(EXCERPTED RECORDS Opens)

//! Checkout orchestrator.
//!
//! Turns a cart into a durable order: validates inputs, snapshots prices and
//! the shipping address, applies a coupon, opens a payment intent, and
//! reserves inventory. Compensation is forward-only: once the order row
//! exists, later failures (gateway, reservation) never roll it back; the
//! order is fixed forward via retry-payment or cancellation.

use std::sync::Arc;

use chrono::{Duration, Utc};
use rust_decimal::prelude::ToPrimitive;
use rust_decimal::Decimal;
use sea_orm::{
    ActiveModelTrait, ColumnTrait, DatabaseConnection, EntityTrait, QueryFilter, Set,
    TransactionTrait,
};
use serde::Deserialize;
use tracing::{info, instrument, warn};
use uuid::Uuid;
use validator::Validate;

use crate::{
    config::CheckoutConfig,
    entities::cart::{self, CartStatus, Entity as CartEntity},
    entities::cart_item::{self, Entity as CartItemEntity},
    entities::customer_address::{self, Entity as AddressEntity},
    entities::order::{self, OrderStatus, PaymentMethod, PaymentStatus},
    entities::order_item,
    errors::ServiceError,
    events::{Event, EventSender},
    gateway::PaymentGateway,
    notifications::{self, NotificationChannel},
    services::{append_history, coupons::CouponService, inventory::InventoryService},
};

#[derive(Debug, Deserialize, Validate)]
pub struct PlaceOrderRequest {
    pub customer_id: Uuid,
    pub address_id: Uuid,
    /// "online" or "assisted".
    #[validate(length(min = 1))]
    pub payment_method: String,
    pub coupon_code: Option<String>,
}

#[derive(Clone)]
pub struct CheckoutService {
    db: Arc<DatabaseConnection>,
    inventory: InventoryService,
    coupons: CouponService,
    gateway: Arc<dyn PaymentGateway>,
    notifier: Arc<dyn NotificationChannel>,
    event_sender: EventSender,
    settings: CheckoutConfig,
}

/// Shipping is free at or above the threshold.
pub fn compute_shipping_fee(settings: &CheckoutConfig, cart_total: Decimal) -> Decimal {
    if cart_total >= settings.free_shipping_threshold {
        Decimal::ZERO
    } else {
        settings.delivery_charge
    }
}

/// `final = max(0, total + shipping - discount)`.
pub fn compute_final_amount(total: Decimal, shipping: Decimal, discount: Decimal) -> Decimal {
    (total + shipping - discount).max(Decimal::ZERO)
}

impl CheckoutService {
    #[allow(clippy::too_many_arguments)]
    pub fn new(
        db: Arc<DatabaseConnection>,
        inventory: InventoryService,
        coupons: CouponService,
        gateway: Arc<dyn PaymentGateway>,
        notifier: Arc<dyn NotificationChannel>,
        event_sender: EventSender,
        settings: CheckoutConfig,
    ) -> Self {
        Self {
            db,
            inventory,
            coupons,
            gateway,
            notifier,
            event_sender,
            settings,
        }
    }

    /// Places an order from the customer's active cart.
    #[instrument(skip(self, request), fields(customer_id = %request.customer_id))]
    pub async fn place_order(
        &self,
        request: PlaceOrderRequest,
    ) -> Result<order::Model, ServiceError> {
        request.validate()?;

        let payment_method = PaymentMethod::parse(&request.payment_method).ok_or_else(|| {
            ServiceError::ValidationError(format!(
                "Unknown payment method '{}'",
                request.payment_method
            ))
        })?;

        // 1. Load the cart; it must have items.
        let cart = CartEntity::find()
            .filter(cart::Column::CustomerId.eq(request.customer_id))
            .filter(cart::Column::Status.eq(CartStatus::Active.as_str()))
            .one(&*self.db)
            .await?
            .ok_or(ServiceError::EmptyCart)?;

        let items = CartItemEntity::find()
            .filter(cart_item::Column::CartId.eq(cart.id))
            .all(&*self.db)
            .await?;
        if items.is_empty() {
            return Err(ServiceError::EmptyCart);
        }

        // 2. Load and snapshot the shipping address.
        let address = AddressEntity::find_by_id(request.address_id)
            .filter(customer_address::Column::CustomerId.eq(request.customer_id))
            .one(&*self.db)
            .await?
            .ok_or_else(|| ServiceError::AddressNotFound(request.address_id.to_string()))?;
        let address_snapshot = serde_json::to_string(&address)
            .map_err(|e| ServiceError::InternalError(format!("address snapshot: {e}")))?;

        // 3. Verify every line's variant exists with sufficient stock. This
        // is a fail-fast pre-check; the authoritative guard is the
        // conditional decrement at reservation time.
        for item in &items {
            let variant = item.variant_name.clone().unwrap_or_default();
            match self.inventory.available(item.product_id, &variant).await? {
                None => {
                    return Err(ServiceError::VariantNotFound(format!(
                        "{}/{variant}",
                        item.product_id
                    )))
                }
                Some(stock) if stock < item.quantity => {
                    return Err(ServiceError::InsufficientStock(format!(
                        "product {} variant '{variant}' (requested {}, available {stock})",
                        item.product_id, item.quantity
                    )))
                }
                Some(_) => {}
            }
        }

        // 4-7. Totals from snapshotted prices.
        let total_amount: Decimal = items
            .iter()
            .map(|item| item.unit_price * Decimal::from(item.quantity))
            .sum();

        let validated_coupon = match request.coupon_code.as_deref() {
            Some(code) => Some(
                self.coupons
                    .validate(code, request.customer_id, total_amount, &items)
                    .await?,
            ),
            None => None,
        };
        let discount_amount = validated_coupon
            .as_ref()
            .map(|(_, d)| *d)
            .unwrap_or(Decimal::ZERO);

        let shipping_fee = compute_shipping_fee(&self.settings, total_amount);
        let final_amount = compute_final_amount(total_amount, shipping_fee, discount_amount);

        // 8. Payment window: short for gateway payments, long for assisted
        // flows that wait on human verification.
        let now = Utc::now();
        let payment_expires_at = match payment_method {
            PaymentMethod::Online => {
                now + Duration::minutes(self.settings.online_payment_window_mins)
            }
            PaymentMethod::Assisted => {
                now + Duration::hours(self.settings.assisted_payment_window_hours)
            }
        };

        // 9. Persist the order, its item snapshot, the opening history entry,
        // and the coupon redemption in one transaction.
        let order_id = Uuid::new_v4();
        let order_number = format!("ORD-{}", &order_id.to_string()[..8].to_uppercase());

        let txn = self.db.begin().await?;

        let order_model = order::ActiveModel {
            id: Set(order_id),
            order_number: Set(order_number.clone()),
            customer_id: Set(request.customer_id),
            order_status: Set(OrderStatus::PaymentPending.as_str().to_string()),
            payment_status: Set(PaymentStatus::Pending.as_str().to_string()),
            payment_method: Set(payment_method.as_str().to_string()),
            total_amount: Set(total_amount),
            shipping_fee: Set(shipping_fee),
            discount_amount: Set(discount_amount),
            final_amount: Set(final_amount),
            currency: Set(self.settings.currency.clone()),
            coupon_code: Set(validated_coupon.as_ref().map(|(c, _)| c.code.clone())),
            shipping_address: Set(address_snapshot),
            payment_expires_at: Set(payment_expires_at),
            gateway_intent_id: Set(None),
            gateway_payment_id: Set(None),
            gateway_signature: Set(None),
            paid_at: Set(None),
            created_at: Set(now),
            updated_at: Set(None),
            version: Set(1),
        }
        .insert(&txn)
        .await?;

        for item in &items {
            order_item::ActiveModel {
                id: Set(Uuid::new_v4()),
                order_id: Set(order_id),
                product_id: Set(item.product_id),
                variant_name: Set(item.variant_name.clone()),
                quantity: Set(item.quantity),
                unit_price: Set(item.unit_price),
                line_total: Set(item.unit_price * Decimal::from(item.quantity)),
                created_at: Set(now),
            }
            .insert(&txn)
            .await?;
        }

        append_history(
            &txn,
            order_id,
            OrderStatus::PaymentPending.as_str(),
            "Order created; awaiting payment",
        )
        .await?;

        if let Some((coupon, _)) = &validated_coupon {
            self.coupons
                .redeem(&txn, coupon, request.customer_id, order_id)
                .await?;
        }

        txn.commit().await?;

        info!(order_number = %order_number, %final_amount, "order created");
        let _ = self.event_sender.send(Event::OrderCreated(order_id)).await;
        if let Some((coupon, _)) = &validated_coupon {
            let _ = self
                .event_sender
                .send(Event::CouponRedeemed {
                    code: coupon.code.clone(),
                    order_id,
                })
                .await;
        }

        // 10. Open a gateway intent for online payment. The order row already
        // exists; a gateway failure surfaces but is not rolled back.
        let order_model = if payment_method == PaymentMethod::Online {
            let amount_minor = to_minor_units(final_amount)?;
            let intent = self
                .gateway
                .create_intent(amount_minor, &self.settings.currency, &order_number)
                .await
                .map_err(|e| {
                    warn!(order_id = %order_id, error = %e, "payment intent creation failed");
                    ServiceError::PaymentInitiationFailed(e.to_string())
                })?;

            let mut active: order::ActiveModel = order_model.into();
            active.gateway_intent_id = Set(Some(intent.intent_id));
            active.updated_at = Set(Some(Utc::now()));
            active.update(&*self.db).await?
        } else {
            order_model
        };

        // 11. Reserve inventory. The order and intent already exist, so
        // reservation failures are logged rather than failing the checkout.
        for item in &items {
            let variant = item.variant_name.clone().unwrap_or_default();
            if let Err(e) = self
                .inventory
                .reserve(order_id, item.product_id, &variant, item.quantity)
                .await
            {
                warn!(
                    order_id = %order_id,
                    product_id = %item.product_id,
                    error = %e,
                    "inventory reservation failed after order creation"
                );
            }
        }

        // Cart is superseded by the order's own snapshot.
        let mut cart_active: cart::ActiveModel = cart.into();
        cart_active.status = Set(CartStatus::Converted.as_str().to_string());
        cart_active.updated_at = Set(Some(Utc::now()));
        cart_active.update(&*self.db).await?;

        // 12. Online orders are confirmed only after payment succeeds.
        if payment_method == PaymentMethod::Assisted {
            notifications::notify_order_confirmation(self.notifier.as_ref(), &order_model).await;
        }

        Ok(order_model)
    }
}

/// Converts a major-unit decimal amount to gateway minor units.
pub fn to_minor_units(amount: Decimal) -> Result<i64, ServiceError> {
    (amount * Decimal::from(100))
        .round()
        .to_i64()
        .ok_or_else(|| ServiceError::InternalError(format!("amount out of range: {amount}")))
}
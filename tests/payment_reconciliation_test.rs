mod common;

use chrono::{Duration, Utc};
use rust_decimal_macros::dec;
use sea_orm::sea_query::Expr;
use sea_orm::{ColumnTrait, EntityTrait, QueryFilter};
use uuid::Uuid;

use common::{
    seed_address, seed_cart, seed_cart_item, seed_customer, seed_inventory, sign_webhook, TestApp,
};
use storefront_api::{
    entities::{
        inventory_reservation::{self, Entity as ReservationEntity, ReservationStatus},
        order::{self, Entity as OrderEntity, OrderStatus, PaymentStatus},
    },
    errors::ServiceError,
    gateway,
    services::{checkout::PlaceOrderRequest, payments::VerifyPaymentRequest},
};

async fn place_online_order(app: &TestApp) -> (order::Model, Uuid) {
    let customer_id = seed_customer(&app.db, Utc::now()).await;
    let address_id = seed_address(&app.db, customer_id).await;
    let product_id = Uuid::new_v4();
    seed_inventory(&app.db, product_id, "Default", 10).await;
    let cart_id = seed_cart(&app.db, customer_id).await;
    seed_cart_item(&app.db, cart_id, product_id, Some("Default"), 2, dec!(250)).await;

    let order = app
        .services()
        .checkout
        .place_order(PlaceOrderRequest {
            customer_id,
            address_id,
            payment_method: "online".to_string(),
            coupon_code: None,
        })
        .await
        .unwrap();
    (order, product_id)
}

#[tokio::test]
async fn valid_client_verification_completes_the_order() {
    let app = TestApp::new().await;
    let (order, _) = place_online_order(&app).await;
    let intent_id = order.gateway_intent_id.clone().unwrap();

    let signature = gateway::payment_signature(common::GATEWAY_SECRET, &intent_id, "pay_001");
    let updated = app
        .services()
        .payments
        .verify_client_payment(VerifyPaymentRequest {
            order_id: order.id,
            gateway_intent_id: intent_id,
            gateway_payment_id: "pay_001".to_string(),
            signature,
        })
        .await
        .unwrap();

    assert_eq!(updated.order_status, OrderStatus::Processing.as_str());
    assert_eq!(updated.payment_status, PaymentStatus::Completed.as_str());
    assert_eq!(updated.gateway_payment_id.as_deref(), Some("pay_001"));
    assert!(updated.paid_at.is_some());

    // The reservation survives the payment as a committed ledger row.
    let rows = ReservationEntity::find()
        .filter(inventory_reservation::Column::OrderId.eq(order.id))
        .all(&*app.db)
        .await
        .unwrap();
    assert_eq!(rows[0].status, ReservationStatus::Committed.as_str());
}

#[tokio::test]
async fn tampered_signature_marks_payment_failed() {
    let app = TestApp::new().await;
    let (order, _) = place_online_order(&app).await;
    let intent_id = order.gateway_intent_id.clone().unwrap();

    let err = app
        .services()
        .payments
        .verify_client_payment(VerifyPaymentRequest {
            order_id: order.id,
            gateway_intent_id: intent_id,
            gateway_payment_id: "pay_001".to_string(),
            signature: "deadbeef".to_string(),
        })
        .await
        .unwrap_err();
    assert!(matches!(err, ServiceError::PaymentVerificationFailed));

    let stored = OrderEntity::find_by_id(order.id)
        .one(&*app.db)
        .await
        .unwrap()
        .unwrap();
    assert_eq!(stored.payment_status, PaymentStatus::Failed.as_str());
    assert_eq!(stored.order_status, OrderStatus::PaymentPending.as_str());
}

#[tokio::test]
async fn mismatched_intent_is_rejected_even_with_a_valid_signature() {
    let app = TestApp::new().await;
    let (order, _) = place_online_order(&app).await;

    let signature = gateway::payment_signature(common::GATEWAY_SECRET, "intent_other", "pay_001");
    let err = app
        .services()
        .payments
        .verify_client_payment(VerifyPaymentRequest {
            order_id: order.id,
            gateway_intent_id: "intent_other".to_string(),
            gateway_payment_id: "pay_001".to_string(),
            signature,
        })
        .await
        .unwrap_err();
    assert!(matches!(err, ServiceError::PaymentVerificationFailed));
}

#[tokio::test]
async fn webhook_capture_is_idempotent_across_redeliveries() {
    let app = TestApp::new().await;
    let (order, _) = place_online_order(&app).await;
    let intent_id = order.gateway_intent_id.clone().unwrap();

    let body = serde_json::json!({
        "event": "payment.captured",
        "payload": {"payment": {"entity": {"id": "pay_777", "order_id": intent_id}}}
    })
    .to_string();
    let signature = sign_webhook(body.as_bytes());

    for _ in 0..3 {
        app.services()
            .payments
            .handle_webhook(body.as_bytes(), Some(&signature))
            .await
            .unwrap();
    }

    let stored = OrderEntity::find_by_id(order.id)
        .one(&*app.db)
        .await
        .unwrap()
        .unwrap();
    assert_eq!(stored.payment_status, PaymentStatus::Completed.as_str());
    assert_eq!(stored.gateway_payment_id.as_deref(), Some("pay_777"));

    // Exactly one completion history entry despite three deliveries.
    use storefront_api::entities::order_status_history::{self, Entity as HistoryEntity};
    let completions = HistoryEntity::find()
        .filter(order_status_history::Column::OrderId.eq(order.id))
        .filter(order_status_history::Column::Status.eq(OrderStatus::Processing.as_str()))
        .all(&*app.db)
        .await
        .unwrap();
    assert_eq!(completions.len(), 1);
}

#[tokio::test]
async fn webhook_with_bad_signature_is_dropped() {
    let app = TestApp::new().await;
    let (order, _) = place_online_order(&app).await;
    let intent_id = order.gateway_intent_id.clone().unwrap();

    let body = serde_json::json!({
        "event": "payment.captured",
        "payload": {"payment": {"entity": {"id": "pay_778", "order_id": intent_id}}}
    })
    .to_string();

    app.services()
        .payments
        .handle_webhook(body.as_bytes(), Some("not-a-signature"))
        .await
        .unwrap();
    app.services()
        .payments
        .handle_webhook(body.as_bytes(), None)
        .await
        .unwrap();

    let stored = OrderEntity::find_by_id(order.id)
        .one(&*app.db)
        .await
        .unwrap()
        .unwrap();
    assert_eq!(stored.payment_status, PaymentStatus::Pending.as_str());
}

#[tokio::test]
async fn webhook_failure_event_marks_payment_failed() {
    let app = TestApp::new().await;
    let (order, _) = place_online_order(&app).await;
    let intent_id = order.gateway_intent_id.clone().unwrap();

    let body = serde_json::json!({
        "event": "payment.failed",
        "payload": {"payment": {"entity": {"id": "pay_779", "order_id": intent_id}}}
    })
    .to_string();
    let signature = sign_webhook(body.as_bytes());

    app.services()
        .payments
        .handle_webhook(body.as_bytes(), Some(&signature))
        .await
        .unwrap();

    let stored = OrderEntity::find_by_id(order.id)
        .one(&*app.db)
        .await
        .unwrap()
        .unwrap();
    assert_eq!(stored.payment_status, PaymentStatus::Failed.as_str());
    // A failed payment can still be retried while the window is open.
    assert_eq!(stored.order_status, OrderStatus::PaymentPending.as_str());
}

#[tokio::test]
async fn retry_payment_reissues_the_intent() {
    let app = TestApp::new().await;
    let (order, _) = place_online_order(&app).await;
    assert_eq!(order.gateway_intent_id.as_deref(), Some("intent_1"));

    let updated = app.services().payments.retry_payment(order.id).await.unwrap();
    assert_eq!(updated.gateway_intent_id.as_deref(), Some("intent_2"));
    assert_eq!(app.gateway.intent_count(), 2);
}

#[tokio::test]
async fn retry_is_refused_for_paid_orders() {
    let app = TestApp::new().await;
    let (order, _) = place_online_order(&app).await;
    let intent_id = order.gateway_intent_id.clone().unwrap();
    let signature = gateway::payment_signature(common::GATEWAY_SECRET, &intent_id, "pay_001");
    app.services()
        .payments
        .verify_client_payment(VerifyPaymentRequest {
            order_id: order.id,
            gateway_intent_id: intent_id,
            gateway_payment_id: "pay_001".to_string(),
            signature,
        })
        .await
        .unwrap();

    let err = app.services().payments.retry_payment(order.id).await.unwrap_err();
    assert!(matches!(err, ServiceError::OrderAlreadyPaid));
}

#[tokio::test]
async fn valid_proof_for_an_expired_order_is_refused() {
    let app = TestApp::new().await;
    let (order, product_id) = place_online_order(&app).await;
    let intent_id = order.gateway_intent_id.clone().unwrap();

    OrderEntity::update_many()
        .col_expr(
            order::Column::PaymentExpiresAt,
            Expr::value(Utc::now() - Duration::minutes(1)),
        )
        .filter(order::Column::Id.eq(order.id))
        .exec(&*app.db)
        .await
        .unwrap();
    assert_eq!(app.services().expiry.sweep().await.unwrap(), 1);

    let signature = gateway::payment_signature(common::GATEWAY_SECRET, &intent_id, "pay_late");
    let err = app
        .services()
        .payments
        .verify_client_payment(VerifyPaymentRequest {
            order_id: order.id,
            gateway_intent_id: intent_id,
            gateway_payment_id: "pay_late".to_string(),
            signature,
        })
        .await
        .unwrap_err();
    assert!(matches!(err, ServiceError::OrderExpired));

    // The cancellation stands and the released stock is not re-taken.
    let stored = OrderEntity::find_by_id(order.id)
        .one(&*app.db)
        .await
        .unwrap()
        .unwrap();
    assert_eq!(stored.order_status, OrderStatus::Cancelled.as_str());
    assert_eq!(stored.payment_status, PaymentStatus::Expired.as_str());
    let stock = app
        .services()
        .inventory
        .available(product_id, "Default")
        .await
        .unwrap()
        .unwrap();
    assert_eq!(stock, 10);
}

#[tokio::test]
async fn completed_payment_cannot_be_expired() {
    let app = TestApp::new().await;
    let (order, product_id) = place_online_order(&app).await;
    let intent_id = order.gateway_intent_id.clone().unwrap();
    let signature = gateway::payment_signature(common::GATEWAY_SECRET, &intent_id, "pay_001");
    app.services()
        .payments
        .verify_client_payment(VerifyPaymentRequest {
            order_id: order.id,
            gateway_intent_id: intent_id,
            gateway_payment_id: "pay_001".to_string(),
            signature,
        })
        .await
        .unwrap();

    let stored = OrderEntity::find_by_id(order.id)
        .one(&*app.db)
        .await
        .unwrap()
        .unwrap();
    let expired = app.services().expiry.expire(&stored).await.unwrap();
    assert!(!expired);

    // Stock stays committed to the paid order.
    let stock = app
        .services()
        .inventory
        .available(product_id, "Default")
        .await
        .unwrap()
        .unwrap();
    assert_eq!(stock, 8);
}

(EXCERPTED RECORDS Closes)

Restate the records above verbatim up to and including the line containing "CartStatus, Entity as".

//! Checkout orchestrator.
//!
//! Turns a cart into a durable order: validates inputs, snapshots prices and
//! the shipping address, applies a coupon, opens a payment intent, and
//! reserves inventory. Compensation is forward-only: once the order row
//! exists, later failures (gateway, reservation) never roll it back; the
//! order is fixed forward via retry-payment or cancellation.

use std::sync::Arc;

use chrono::{Duration, Utc};
use rust_decimal::prelude::ToPrimitive;
use rust_decimal::Decimal;
use sea_orm::{
    ActiveModelTrait, ColumnTrait, DatabaseConnection, EntityTrait, QueryFilter, Set,
    TransactionTrait,
};
use serde::Deserialize;
use tracing::{info, instrument, warn};
use uuid::Uuid;
use validator::Validate;

use crate::{
    config::CheckoutConfig,
    entities::cart::{self, CartStatus, Entity as CartEntity},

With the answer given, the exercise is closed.